If we compare The Dallas-F. Worth with the Houston and Austin – one other biggest state’s markets – we will see that The Dallas-F. Worth has more office spaces.
Only about 7.5 million of square feet new office spaces are constructing now in North Texas. In area of Houston – about 4.2 million of square feet, and in Austin only about 1.6 million. And all this facts we obtain thanks to the report of real estate firm – CBRE.
The construction we are talking about may be warranted. But, of course, only if the D-FW area will outpace the largest part of the state in the construction of buildings.
In this moment companies are shopping more than 7 or 8 million of square feet, and only for the construction of office buildings. And about 50 or 55 of this requirements have major leases about 25,000 square feet.
“Talking about the square footage, we need to remember the dominant industries, that includes financial services and, obviously, telecommunications, and also several energy companies, that are thinking about relocation,” – said analysts of CBRE.
Largest number of CBRE are talking: they are looking for office spaces (D-FW), and 25 are located in the sector of financial services.
The D-FW market of office spaces now is named one of the most biggest Texas employment and office companies.
“Within the signature of Texas, the inventory cycles are so different in the terms of the rent patterns and demand. Also, of course, they have diverse and big set of influences,” said us in his study Robert K. the director of CBRE’s Texas-O. (department of analysis and research). “So, Austin’s technology and Houston’s oil are different industry fueling for tenant demand.”
“On the other hand,” he adds “the D-FW is much more diversified, and, obviously, follows the U.S. trends of corporate fiscal performance.”
“D-FW is the only Texas market for obtain the opportunity to watch the real demand for office spaces while the recession continues,” said reporter of CBRE’s Texas Triangle. “Thanks the falling of oil prices, Houston is pushed an expansion cycle, Dallas starts to change and to work how corporate relocations city, likewise the companies of Liberty Mutual, Toyota, Jamba Juice and Sunoco.”

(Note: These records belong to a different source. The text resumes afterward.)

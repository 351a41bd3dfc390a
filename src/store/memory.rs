//! In-memory queue store.
//!
//! Backs the binary when no cluster is attached and doubles as the test
//! store: failures can be injected per operation, and a store built with
//! [`InMemoryQueueStore::with_call_log`] records every call it serves. The
//! plain constructor keeps no log, so a long-running process does not grow.

use std::collections::{BTreeMap, HashMap, VecDeque};
use std::sync::{Arc, Mutex, MutexGuard, PoisonError};

use tracing::debug;

use crate::types::{QueueName, QueueResource};

use super::{QueueStore, Result, StoreError, StoreErrorKind};

/// A store operation, for call logs and fault injection.
#[derive(Debug, Clone, Copy, PartialEq, Eq, Hash)]
pub enum StoreOp {
    Get,
    Create,
    Update,
    Delete,
    List,
}

impl StoreOp {
    pub fn is_mutation(&self) -> bool {
        matches!(self, StoreOp::Create | StoreOp::Update | StoreOp::Delete)
    }
}

/// One logged store call.
#[derive(Debug, Clone, PartialEq, Eq)]
pub struct StoreCall {
    pub op: StoreOp,
    pub name: Option<QueueName>,
}

#[derive(Debug, Default)]
struct StoreState {
    objects: BTreeMap<QueueName, QueueResource>,
    last_version: u64,
    /// `None` unless the log was requested.
    calls: Option<Vec<StoreCall>>,
    /// One-shot faults, consumed in order.
    next_faults: HashMap<StoreOp, VecDeque<StoreErrorKind>>,
    /// Faults returned until cleared.
    sticky_faults: HashMap<StoreOp, StoreErrorKind>,
}

impl StoreState {
    fn take_fault(&mut self, op: StoreOp) -> Option<StoreErrorKind> {
        if let Some(kind) = self.next_faults.get_mut(&op).and_then(VecDeque::pop_front) {
            return Some(kind);
        }
        self.sticky_faults.get(&op).copied()
    }

    /// Logs the call and returns the injected fault, if any.
    fn begin(&mut self, op: StoreOp, name: Option<&QueueName>) -> Option<StoreError> {
        if let Some(calls) = &mut self.calls {
            calls.push(StoreCall {
                op,
                name: name.cloned(),
            });
        }
        let kind = self.take_fault(op)?;
        let message = format!("injected {:?} fault", op);
        Some(match name {
            Some(name) => StoreError::new(kind, name.clone(), message),
            None => StoreError::store_wide(kind, message),
        })
    }

    fn next_version(&mut self) -> u64 {
        self.last_version += 1;
        self.last_version
    }
}

/// A thread-safe map of queues with optimistic concurrency.
///
/// Cloning is cheap; clones share the same objects.
#[derive(Debug, Clone, Default)]
pub struct InMemoryQueueStore {
    state: Arc<Mutex<StoreState>>,
}

impl InMemoryQueueStore {
    pub fn new() -> Self {
        Self::default()
    }

    /// An empty store that records every call, for [`Self::calls`] and
    /// [`Self::mutation_count`].
    pub fn with_call_log() -> Self {
        let store = Self::default();
        store.lock().calls = Some(Vec::new());
        store
    }

    fn lock(&self) -> MutexGuard<'_, StoreState> {
        self.state.lock().unwrap_or_else(PoisonError::into_inner)
    }

    /// Stores a queue directly, bypassing the call log. Returns the stored copy.
    pub fn seed(&self, mut queue: QueueResource) -> QueueResource {
        let mut state = self.lock();
        queue.resource_version = state.next_version();
        state.objects.insert(queue.name.clone(), queue.clone());
        queue
    }

    /// Makes the next call of `op` fail with `kind`. Calls queue up.
    pub fn fail_next(&self, op: StoreOp, kind: StoreErrorKind) {
        self.lock().next_faults.entry(op).or_default().push_back(kind);
    }

    /// Makes every call of `op` fail with `kind` until [`Self::clear_faults`].
    pub fn fail_always(&self, op: StoreOp, kind: StoreErrorKind) {
        self.lock().sticky_faults.insert(op, kind);
    }

    pub fn clear_faults(&self) {
        let mut state = self.lock();
        state.next_faults.clear();
        state.sticky_faults.clear();
    }

    /// Every call made so far, in order. Empty unless the store was built
    /// with [`Self::with_call_log`].
    pub fn calls(&self) -> Vec<StoreCall> {
        self.lock().calls.clone().unwrap_or_default()
    }

    /// Number of create, update and delete calls attempted so far.
    pub fn mutation_count(&self) -> usize {
        self.lock()
            .calls
            .iter()
            .flatten()
            .filter(|call| call.op.is_mutation())
            .count()
    }

    /// A copy of the stored queue, bypassing the call log.
    pub fn peek(&self, name: &QueueName) -> Option<QueueResource> {
        self.lock().objects.get(name).cloned()
    }

    /// A copy of every stored queue, bypassing the call log.
    pub fn snapshot(&self) -> BTreeMap<QueueName, QueueResource> {
        self.lock().objects.clone()
    }
}

impl QueueStore for InMemoryQueueStore {
    async fn get(&self, name: &QueueName) -> Result<QueueResource> {
        let mut state = self.lock();
        if let Some(err) = state.begin(StoreOp::Get, Some(name)) {
            return Err(err);
        }
        state
            .objects
            .get(name)
            .cloned()
            .ok_or_else(|| StoreError::not_found(name.clone()))
    }

    async fn create(&self, mut queue: QueueResource) -> Result<QueueResource> {
        let mut state = self.lock();
        if let Some(err) = state.begin(StoreOp::Create, Some(&queue.name)) {
            return Err(err);
        }
        if state.objects.contains_key(&queue.name) {
            return Err(StoreError::already_exists(queue.name));
        }
        queue.resource_version = state.next_version();
        debug!(name = %queue.name, version = queue.resource_version, "Stored new queue");
        state.objects.insert(queue.name.clone(), queue.clone());
        Ok(queue)
    }

    async fn update(&self, mut queue: QueueResource) -> Result<QueueResource> {
        let mut state = self.lock();
        if let Some(err) = state.begin(StoreOp::Update, Some(&queue.name)) {
            return Err(err);
        }
        let stored_version = match state.objects.get(&queue.name) {
            Some(stored) => stored.resource_version,
            None => return Err(StoreError::not_found(queue.name)),
        };
        if stored_version != queue.resource_version {
            return Err(StoreError::conflict(
                queue.name,
                queue.resource_version,
                stored_version,
            ));
        }
        queue.resource_version = state.next_version();
        debug!(name = %queue.name, version = queue.resource_version, "Replaced queue");
        state.objects.insert(queue.name.clone(), queue.clone());
        Ok(queue)
    }

    async fn delete(&self, name: &QueueName) -> Result<()> {
        let mut state = self.lock();
        if let Some(err) = state.begin(StoreOp::Delete, Some(name)) {
            return Err(err);
        }
        match state.objects.remove(name) {
            Some(_) => {
                debug!(name = %name, "Removed queue");
                Ok(())
            }
            None => Err(StoreError::not_found(name.clone())),
        }
    }

    async fn list(&self) -> Result<Vec<QueueResource>> {
        let mut state = self.lock();
        if let Some(err) = state.begin(StoreOp::List, None) {
            return Err(err);
        }
        Ok(state.objects.values().cloned().collect())
    }
}

#[cfg(test)]
mod tests {
    use super::*;
    use crate::types::{Quantity, QueueSpec};

    fn queue(name: &str) -> QueueResource {
        QueueResource::new(
            QueueName::new(name),
            QueueSpec {
                weight: 1,
                capability: BTreeMap::from([("cpu".to_string(), Quantity::parse("4").unwrap())]),
                reclaimable: Some(false),
            },
        )
    }

    #[tokio::test]
    async fn create_assigns_version_and_rejects_duplicates() {
        let store = InMemoryQueueStore::new();
        let created = store.create(queue("q-a100")).await.unwrap();
        assert!(created.resource_version > 0);

        let err = store.create(queue("q-a100")).await.unwrap_err();
        assert_eq!(err.kind, StoreErrorKind::AlreadyExists);
    }

    #[tokio::test]
    async fn get_missing_is_not_found() {
        let store = InMemoryQueueStore::new();
        let err = store.get(&QueueName::new("nope")).await.unwrap_err();
        assert!(err.is_not_found());
    }

    #[tokio::test]
    async fn update_bumps_version() {
        let store = InMemoryQueueStore::new();
        let mut stored = store.create(queue("q")).await.unwrap();
        let before = stored.resource_version;
        stored.spec.weight = 3;

        let updated = store.update(stored).await.unwrap();
        assert!(updated.resource_version > before);
        assert_eq!(store.peek(&QueueName::new("q")).unwrap().spec.weight, 3);
    }

    #[tokio::test]
    async fn stale_update_is_a_conflict() {
        let store = InMemoryQueueStore::new();
        let stored = store.create(queue("q")).await.unwrap();
        store.update(stored.clone()).await.unwrap();

        let err = store.update(stored).await.unwrap_err();
        assert_eq!(err.kind, StoreErrorKind::Conflict);
    }

    #[tokio::test]
    async fn update_of_missing_queue_is_not_found() {
        let store = InMemoryQueueStore::new();
        let err = store.update(queue("ghost")).await.unwrap_err();
        assert!(err.is_not_found());
    }

    #[tokio::test]
    async fn delete_missing_is_not_found() {
        let store = InMemoryQueueStore::new();
        store.seed(queue("q"));
        store.delete(&QueueName::new("q")).await.unwrap();

        let err = store.delete(&QueueName::new("q")).await.unwrap_err();
        assert!(err.is_not_found());
        assert!(store.snapshot().is_empty());
    }

    #[tokio::test]
    async fn list_is_ordered_by_name() {
        let store = InMemoryQueueStore::new();
        store.seed(queue("b-3090"));
        store.seed(queue("a-a100"));

        let names: Vec<_> = store
            .list()
            .await
            .unwrap()
            .into_iter()
            .map(|q| q.name.to_string())
            .collect();
        assert_eq!(names, vec!["a-a100", "b-3090"]);
    }

    #[tokio::test]
    async fn one_shot_faults_are_consumed_in_order() {
        let store = InMemoryQueueStore::new();
        store.seed(queue("q"));
        store.fail_next(StoreOp::Get, StoreErrorKind::Transient);
        store.fail_next(StoreOp::Get, StoreErrorKind::Conflict);
        let name = QueueName::new("q");

        assert_eq!(store.get(&name).await.unwrap_err().kind, StoreErrorKind::Transient);
        assert_eq!(store.get(&name).await.unwrap_err().kind, StoreErrorKind::Conflict);
        assert!(store.get(&name).await.is_ok());
    }

    #[tokio::test]
    async fn sticky_faults_persist_until_cleared() {
        let store = InMemoryQueueStore::new();
        store.fail_always(StoreOp::List, StoreErrorKind::Transient);

        let err = store.list().await.unwrap_err();
        assert_eq!(err.name, None);
        assert!(store.list().await.is_err());

        store.clear_faults();
        assert!(store.list().await.unwrap().is_empty());
    }

    #[tokio::test]
    async fn call_log_counts_attempted_mutations() {
        let store = InMemoryQueueStore::with_call_log();
        let name = QueueName::new("q");
        let _ = store.get(&name).await;
        let _ = store.delete(&name).await;
        store.create(queue("q")).await.unwrap();

        assert_eq!(store.calls().len(), 3);
        assert_eq!(store.mutation_count(), 2);
        assert_eq!(
            store.calls()[0],
            StoreCall {
                op: StoreOp::Get,
                name: Some(name),
            }
        );
    }

    #[tokio::test]
    async fn plain_store_keeps_no_call_log() {
        let store = InMemoryQueueStore::new();
        let name = QueueName::new("q");
        store.create(queue("q")).await.unwrap();
        for _ in 0..100 {
            store.get(&name).await.unwrap();
            store.list().await.unwrap();
        }

        assert!(store.calls().is_empty());
        assert_eq!(store.mutation_count(), 0);
        assert!(store.lock().calls.is_none());
    }
}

The positive net rent of offices has seen for D-FW all 24 months, and this result broke a record of 2015 (with almost 5.2 million of square feet – we are talking about the new demand).
Now, 222 million of square feet of the office spaces are located in the North Texas – much more that has any other large market in Texas.
In the past year, Houston’s office of construction and the leasing market was stalled because of cutbacks and layoffs in the city’s energy sector.
“Almost 1 million of the square feet of office spaces was leased to the companies that only in this year were started to thinks about the bankruptcy protection,” finally said CBRE.